INFORMATION PROVIDED START
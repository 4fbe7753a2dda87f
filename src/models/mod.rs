//! Typed records and parameter objects for every resource kind

pub mod base;
pub mod coerce;
pub mod compute_pools;
pub mod databases;
pub mod entities;
pub mod schema_registries;
pub mod stores;
pub mod streams;

pub use base::{FieldSpec, Record, UnknownFields};
pub use compute_pools::{ComputePool, ComputePoolCreateParams, ComputePoolUpdateParams};
pub use databases::{Database, DatabaseCreateParams};
pub use entities::{Entity, EntityCreateParams, EntityUpdateParams};
pub use schema_registries::{SchemaRegistry, SchemaRegistryCreateParams, SchemaRegistryUpdateParams};
pub use stores::{
    store_parameter, KafkaAuth, Store, StoreCreateParams, StoreParameter, StoreType, StoreUpdateParams,
    STORE_PARAMETERS,
};
pub use streams::{ColumnDef, Stream, StreamCreateParams, StreamUpdateParams};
INFORMATION PROVIDED END
Return each line of the records above exactly as it reads.

→ TASK RESPONSE
repository 4fbe7753a2dda87f
filename src/models/mod.rs
//! Typed records and parameter objects for every resource kind

pub mod base;
pub mod coerce;
pub mod compute_pools;
pub mod databases;
pub mod entities;
pub mod schema_registries;
pub mod stores;
pub mod streams;

pub use base::{FieldSpec, Record, UnknownFields};
pub use compute_pools::{ComputePool, ComputePoolCreateParams, ComputePoolUpdateParams};
pub use databases::{Database, DatabaseCreateParams};
pub use entities::{Entity, EntityCreateParams, EntityUpdateParams};
pub use schema_registries::{SchemaRegistry, SchemaRegistryCreateParams, SchemaRegistryUpdateParams};
pub use stores::{
    store_parameter, KafkaAuth, Store, StoreCreateParams, StoreParameter, StoreType, StoreUpdateParams,
    STORE_PARAMETERS,
};
pub use streams::{ColumnDef, Stream, StreamCreateParams, StreamUpdateParams};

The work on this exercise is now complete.